The purpose of the privacy policy is to alert users to a set of basic parameters. These parameters include what information you collect and what you do with it. As long as you accurately disclose your practices, you should be okay.

Here Comes Trouble

The problem with privacy policies is most online businesses do not adhere to them. The company will promise not to share user information with anyone while at the same time requiring the buyer to provide credit card information to a third party processor to complete the transaction.  This practice constitutes the sharing of the buyer’s personal information with a third party.

Another common problem that arises is the hemmed in issue. You start a site with the best intentions and promise your users that you will never, ever sell their information. Two years pass and someone approaches you with an offer to buy the site for $500,000. If you sell the site, you are selling the information of your visitors, violating the privacy policy and can be sued. The only way to deal with the problem is to go back and seek permission from your members to share their information with the new buyer. Believe it or not, it happens every day.

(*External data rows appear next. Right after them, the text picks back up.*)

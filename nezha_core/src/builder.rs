//! Type-state builder for [`MotorHub`].
//!
//! `build()` is only available once a bus is set; `try_build()` works in any
//! state and reports what is missing.

use std::marker::PhantomData;
use std::sync::Arc;

use nezha_traits::{Bus, Clock, MonotonicClock};

use crate::config::{DeviceProfile, TelemetryCfg};
use crate::error::{BuildError, NezhaError, Result};
use crate::hub::MotorHub;
use crate::speed::SpeedLimits;

pub struct Missing;
pub struct Set;

pub struct MotorHubBuilder<B, S> {
    bus: Option<B>,
    clock: Option<Box<dyn Clock + Send + Sync>>,
    limits: SpeedLimits,
    device: DeviceProfile,
    telemetry: TelemetryCfg,
    _s: PhantomData<S>,
}

impl<B> Default for MotorHubBuilder<B, Missing> {
    fn default() -> Self {
        Self {
            bus: None,
            clock: None,
            limits: SpeedLimits::default(),
            device: DeviceProfile::default(),
            telemetry: TelemetryCfg::default(),
            _s: PhantomData,
        }
    }
}

fn invalid(msg: &'static str) -> eyre::Report {
    eyre::Report::new(BuildError::InvalidConfig(msg))
}

fn validate_and_build<B: Bus>(
    bus: B,
    clock: Option<Box<dyn Clock + Send + Sync>>,
    limits: SpeedLimits,
    device: DeviceProfile,
    telemetry: TelemetryCfg,
) -> Result<MotorHub<B>> {
    if device.servo_speed_gain == 0 {
        return Err(invalid("servo_speed_gain must be > 0"));
    }
    if u32::from(device.servo_speed_gain) * 100 > u32::from(u16::MAX) {
        return Err(invalid("servo_speed_gain overflows the 16-bit speed payload"));
    }
    if !(device.rpm_per_raw_unit.is_finite() && device.rpm_per_raw_unit > 0.0) {
        return Err(invalid("rpm_per_raw_unit must be > 0"));
    }
    if !(0x08..=0x77).contains(&device.address) {
        return Err(invalid("address must be a 7-bit address in 0x08..=0x77"));
    }
    if telemetry.poll_interval.is_zero() {
        return Err(invalid("poll_interval must be > 0"));
    }

    let clock: Arc<dyn Clock + Send + Sync> = match clock {
        Some(b) => Arc::from(b),
        None => Arc::new(MonotonicClock::new()),
    };
    Ok(MotorHub::from_parts(bus, clock, limits, device, telemetry))
}

impl<B: Bus, S> MotorHubBuilder<B, S> {
    /// Build without the type-state guarantee; fails if no bus was provided.
    pub fn try_build(self) -> Result<MotorHub<B>> {
        let Some(bus) = self.bus else {
            return Err(eyre::Report::new(BuildError::MissingBus));
        };
        validate_and_build(bus, self.clock, self.limits, self.device, self.telemetry)
    }
}

impl<B, S> MotorHubBuilder<B, S> {
    pub fn with_speed_limits(mut self, limits: SpeedLimits) -> Self {
        self.limits = limits;
        self
    }

    pub fn with_device(mut self, device: DeviceProfile) -> Self {
        self.device = device;
        self
    }

    pub fn with_telemetry(mut self, telemetry: TelemetryCfg) -> Self {
        self.telemetry = telemetry;
        self
    }

    /// Provide a custom clock implementation; defaults to `MonotonicClock` when not provided.
    pub fn with_clock(mut self, clock: Box<dyn Clock + Send + Sync>) -> Self {
        self.clock = Some(clock);
        self
    }

    /// Apply the `[speed]`, `[device]`, `[bus]` and `[telemetry]` sections of a TOML config.
    pub fn apply_config(self, cfg: &nezha_config::Config) -> Result<Self> {
        let limits = SpeedLimits::try_from(&cfg.speed)
            .map_err(|e| eyre::Report::new(NezhaError::Config(format!("{e}"))))?;
        Ok(self
            .with_speed_limits(limits)
            .with_device(DeviceProfile::from(cfg))
            .with_telemetry(TelemetryCfg::from(&cfg.telemetry)))
    }
}

impl<B: Bus> MotorHubBuilder<B, Missing> {
    pub fn with_bus(self, bus: B) -> MotorHubBuilder<B, Set> {
        MotorHubBuilder {
            bus: Some(bus),
            clock: self.clock,
            limits: self.limits,
            device: self.device,
            telemetry: self.telemetry,
            _s: PhantomData,
        }
    }
}

impl<B: Bus> MotorHubBuilder<B, Set> {
    /// Validate and build the hub.
    pub fn build(self) -> Result<MotorHub<B>> {
        self.try_build()
    }
}
//! Motor/servo controller for the four connectors of one board.
//!
//! All frames go through a single `Mutex<B>`: a telemetry exchange holds the
//! lock across request, settle pause and response so frames never interleave.

use std::sync::{Arc, Mutex, MutexGuard, PoisonError};
use std::time::Duration;

use eyre::WrapErr;
use nezha_traits::{Bus, Clock, wait_until};

use crate::builder::{Missing, MotorHubBuilder};
use crate::config::{DeviceProfile, TelemetryCfg};
use crate::error::Result;
use crate::frame::{self, FirmwareVersion, Frame};
use crate::hw_error::map_hw_error;
use crate::speed::SpeedLimits;
use crate::telemetry::{TelemetryCache, TelemetryKind};
use crate::timing::estimate_duration_ms;
use crate::types::{MotorConnector, MovementMode, RotationDirection, ServoMovementMode};

/// Seeks closer than this (in degrees) to the target are skipped.
pub const SEEK_DEADBAND_DEG: i32 = 2;
const VERSION_PAUSE: Duration = Duration::from_millis(3);

#[derive(Debug, Clone, Copy, PartialEq, Eq)]
pub enum SeekOutcome {
    Moved {
        direction: RotationDirection,
        degrees: i32,
    },
    /// Already within the dead-band; nothing was sent.
    NoOp,
}

/// Choose direction and distance for a relative seek from `current` to
/// `target` (both already in 0..360).
///
/// Ties on the shortest path resolve clockwise. Clockwise is the direction of
/// increasing angle.
pub fn plan_seek(current: i32, target: i32, mode: ServoMovementMode) -> SeekOutcome {
    let cw = (target - current).rem_euclid(360);
    let ccw = (current - target).rem_euclid(360);
    if cw.min(ccw) <= SEEK_DEADBAND_DEG {
        return SeekOutcome::NoOp;
    }
    let (direction, degrees) = match mode {
        ServoMovementMode::Cw => (RotationDirection::Cw, cw),
        ServoMovementMode::Ccw => (RotationDirection::Ccw, ccw),
        ServoMovementMode::ShortestPath if cw <= ccw => (RotationDirection::Cw, cw),
        ServoMovementMode::ShortestPath => (RotationDirection::Ccw, ccw),
    };
    SeekOutcome::Moved { direction, degrees }
}

/// Wire value of a run-for amount: magnitude rounded, saturated to u16.
#[inline]
fn encode_value(value: f32) -> u16 {
    // NaN casts to 0, out-of-range saturates
    value.abs().round() as u16
}

pub struct MotorHub<B> {
    bus: Mutex<B>,
    clock: Arc<dyn Clock + Send + Sync>,
    limits: SpeedLimits,
    device: DeviceProfile,
    timing: TelemetryCfg,
    telemetry: TelemetryCache,
}

impl<B> core::fmt::Debug for MotorHub<B> {
    fn fmt(&self, f: &mut core::fmt::Formatter<'_>) -> core::fmt::Result {
        f.debug_struct("MotorHub")
            .field("limits", &self.limits)
            .field("device", &self.device)
            .field("timing", &self.timing)
            .finish_non_exhaustive()
    }
}

impl<B: Bus> MotorHub<B> {
    /// Start building a hub.
    pub fn builder() -> MotorHubBuilder<B, Missing> {
        MotorHubBuilder::default()
    }

    pub(crate) fn from_parts(
        bus: B,
        clock: Arc<dyn Clock + Send + Sync>,
        limits: SpeedLimits,
        device: DeviceProfile,
        timing: TelemetryCfg,
    ) -> Self {
        Self {
            bus: Mutex::new(bus),
            clock,
            limits,
            device,
            timing,
            telemetry: TelemetryCache::new(timing.staleness),
        }
    }

    pub fn speed_limits(&self) -> SpeedLimits {
        self.limits
    }

    pub fn device(&self) -> &DeviceProfile {
        &self.device
    }

    pub fn timing(&self) -> &TelemetryCfg {
        &self.timing
    }

    pub fn clock(&self) -> &Arc<dyn Clock + Send + Sync> {
        &self.clock
    }

    pub fn telemetry(&self) -> &TelemetryCache {
        &self.telemetry
    }

    /// Run `f` with exclusive access to the bus (e.g. to inspect a simulator).
    pub fn with_bus<R>(&self, f: impl FnOnce(&mut B) -> R) -> R {
        f(&mut self.lock_bus())
    }

    fn lock_bus(&self) -> MutexGuard<'_, B> {
        self.bus.lock().unwrap_or_else(PoisonError::into_inner)
    }

    fn send(&self, frame: &Frame) -> Result<()> {
        tracing::debug!(frame = format_args!("{frame:02X?}"), "write frame");
        self.lock_bus()
            .write(self.device.address, frame)
            .map_err(|e| eyre::Report::new(map_hw_error(&*e)))
    }

    /// Write `request`, pause, then read an `N`-byte response under one lock.
    fn transact<const N: usize>(&self, request: &Frame, pause: Duration) -> Result<[u8; N]> {
        let addr = self.device.address;
        let mut bus = self.lock_bus();
        tracing::debug!(frame = format_args!("{request:02X?}"), "write request");
        bus.write(addr, request)
            .map_err(|e| eyre::Report::new(map_hw_error(&*e)))
            .wrap_err("write request frame")?;
        self.clock.sleep(pause);
        let mut buf = [0u8; N];
        bus.read(addr, &mut buf)
            .map_err(|e| eyre::Report::new(map_hw_error(&*e)))
            .wrap_err("read response")?;
        Ok(buf)
    }

    fn read_cached(
        &self,
        motor: MotorConnector,
        kind: TelemetryKind,
        fetch: impl FnOnce() -> Result<i32>,
    ) -> i32 {
        if let Some(v) = self.telemetry.fresh(motor, kind, self.clock.now()) {
            tracing::trace!(%motor, ?kind, value = v, "telemetry cache hit");
            return v;
        }
        let Some(_guard) = self.telemetry.begin_read(motor, kind) else {
            tracing::trace!(%motor, ?kind, "read in flight; serving cached value");
            return self.telemetry.cached(motor, kind);
        };
        match fetch() {
            Ok(v) => {
                self.telemetry.store(motor, kind, v, self.clock.now());
                v
            }
            Err(e) => {
                tracing::warn!(
                    %motor,
                    ?kind,
                    error = format_args!("{e:#}"),
                    "telemetry read failed; using cached value"
                );
                self.telemetry.cached(motor, kind)
            }
        }
    }

    // ── Commands ─────────────────────────────────────────────────────────────

    /// Spin `motor` indefinitely at `speed` (-100..=100, mapped into the limits).
    pub fn run_continuous(&self, motor: MotorConnector, speed: i32) -> Result<()> {
        let mapped = self.limits.restrict(speed);
        let direction = RotationDirection::from_speed(mapped);
        // |mapped| <= 100
        let magnitude = u8::try_from(mapped.unsigned_abs()).unwrap_or(u8::MAX);
        self.send(&frame::run_continuous(
            motor,
            direction,
            magnitude,
            self.device.run_layout,
        ))
            .wrap_err_with(|| format!("run {motor}"))?;
        tracing::debug!(%motor, speed = mapped, "run continuous");
        Ok(())
    }

    /// Move `motor` by `value` in `mode` units. With `wait`, blocks until the
    /// motor reports zero speed or the estimated duration plus grace elapses.
    pub fn run_for(
        &self,
        motor: MotorConnector,
        speed: i32,
        value: f32,
        mode: MovementMode,
        wait: bool,
    ) -> Result<()> {
        let mapped = self.limits.restrict(speed);
        let direction = RotationDirection::from_speed(mapped);
        let wire = encode_value(value);
        self.send(&frame::set_servo_speed(
            motor,
            self.device.servo_speed_payload(speed),
        ))
        .wrap_err_with(|| format!("set servo speed on {motor}"))?;
        self.send(&frame::run_for(motor, direction, wire, mode))
            .wrap_err_with(|| format!("run {motor} for {value} {mode:?}"))?;
        tracing::info!(%motor, speed = mapped, value, ?mode, wait, "run for");

        if wait {
            // estimate what the board was actually told to do
            let estimate = estimate_duration_ms(speed, f32::from(wire), mode);
            let bound = Duration::from_millis(estimate) + self.timing.grace;
            if !self.wait_for_movement_complete(motor, bound) {
                tracing::warn!(
                    %motor,
                    bound_ms = bound.as_millis() as u64,
                    "motor still moving after wait bound"
                );
            }
        }
        Ok(())
    }

    pub fn stop(&self, motor: MotorConnector) -> Result<()> {
        self.run_continuous(motor, 0)
            .wrap_err_with(|| format!("stop {motor}"))
    }

    /// Stop M1..M4 in order. Every connector is attempted; the first failure
    /// is returned after the loop.
    pub fn stop_all(&self) -> Result<()> {
        let mut first_err = None;
        for motor in MotorConnector::ALL {
            if let Err(e) = self.stop(motor) {
                tracing::warn!(%motor, error = %e, "stop failed; continuing with remaining motors");
                first_err.get_or_insert(e);
            }
        }
        first_err.map_or(Ok(()), Err)
    }

    /// Rotate `motor` to `target` degrees (wrapped into 0..360) using a
    /// relative move computed from the current absolute angle.
    pub fn seek_absolute_angle(
        &self,
        motor: MotorConnector,
        speed: i32,
        target: i32,
        mode: ServoMovementMode,
    ) -> Result<SeekOutcome> {
        let target = target.rem_euclid(360);
        let current = self.read_absolute_angle(motor);
        let outcome = plan_seek(current, target, mode);
        match outcome {
            SeekOutcome::NoOp => {
                tracing::debug!(%motor, current, target, "seek within dead-band");
            }
            SeekOutcome::Moved { direction, degrees } => {
                let magnitude = speed.clamp(-100, 100).abs();
                let signed = match direction {
                    RotationDirection::Cw => magnitude,
                    RotationDirection::Ccw => -magnitude,
                };
                tracing::info!(%motor, current, target, ?direction, degrees, "seek");
                // degrees < 360 so the cast is exact
                self.run_for(motor, signed, degrees as f32, MovementMode::Degrees, true)?;
            }
        }
        Ok(outcome)
    }

    /// Ask the firmware to seek `target` degrees itself (opcode 0x5D), then
    /// wait up to one full turn at top speed.
    pub fn go_to_absolute_position(
        &self,
        motor: MotorConnector,
        target: i32,
        mode: ServoMovementMode,
    ) -> Result<()> {
        // rem_euclid keeps it in 0..360
        let angle = u16::try_from(target.rem_euclid(360)).unwrap_or(0);
        self.send(&frame::seek_absolute(motor, angle, mode))
            .wrap_err_with(|| format!("seek {motor} to {angle}"))?;
        tracing::info!(%motor, angle, ?mode, "firmware seek");
        let bound = Duration::from_millis(estimate_duration_ms(100, 1.0, MovementMode::Turns));
        self.wait_for_movement_complete(motor, bound);
        Ok(())
    }

    // ── Telemetry ────────────────────────────────────────────────────────────

    /// Current speed of `motor`; served from cache inside the staleness window.
    /// On a bus failure the last cached value is returned.
    pub fn read_speed(&self, motor: MotorConnector) -> i32 {
        self.read_cached(motor, TelemetryKind::Speed, || {
            let raw = self.transact::<{ frame::SPEED_RESPONSE_LEN }>(
                &frame::read_speed(motor),
                TelemetryKind::Speed.settle_pause(),
            )?;
            Ok(frame::decode_speed(raw, self.device.rpm_per_raw_unit))
        })
    }

    /// Cumulative angle in degrees since power-up (unbounded, signed).
    pub fn read_aggregate_angle(&self, motor: MotorConnector) -> i32 {
        self.read_cached(motor, TelemetryKind::Angle, || {
            let raw = self.transact::<{ frame::ANGLE_RESPONSE_LEN }>(
                &frame::read_aggregate_angle(motor),
                TelemetryKind::Angle.settle_pause(),
            )?;
            Ok(frame::decode_aggregate_angle(raw))
        })
    }

    /// Aggregate angle folded into 0..360.
    pub fn read_absolute_angle(&self, motor: MotorConnector) -> i32 {
        self.read_aggregate_angle(motor).rem_euclid(360)
    }

    /// Sleep the settle time, then poll speed until it reads zero or `max`
    /// elapses. Returns whether the motor was seen stopped.
    pub fn wait_for_movement_complete(&self, motor: MotorConnector, max: Duration) -> bool {
        self.clock.sleep(self.timing.settle);
        wait_until(self.clock.as_ref(), max, self.timing.poll_interval, || {
            self.read_speed(motor) == 0
        })
    }

    pub fn read_firmware_version(&self) -> Result<FirmwareVersion> {
        let raw = self
            .transact::<{ frame::VERSION_RESPONSE_LEN }>(&frame::read_version(), VERSION_PAUSE)
            .wrap_err("read firmware version")?;
        Ok(frame::decode_version(raw))
    }
}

Then we move on to a more subtle change that frequently results in lawsuits. Let’s say we take the same scenario with your site mentioned in the previous paragraph. After a few years, you just are not making enough money and decide you want to sell your user information to third party advertisers. Doing so would violate your privacy policy. Can’t you just change it? Only if your users affirmatively agree to the change. As you can imagine, most of them will not be too happy when you tell them you want to sell their information to advertisers.

A privacy policy is something that needs to be put together with a lot of thought. It may seem a simple document for a site, but serious insight needs to be given to it lest you cause yourself a host of problems down the road. If you require assistance with privacy policies, feel free to contact me.

Richard A. Chapo, Esq.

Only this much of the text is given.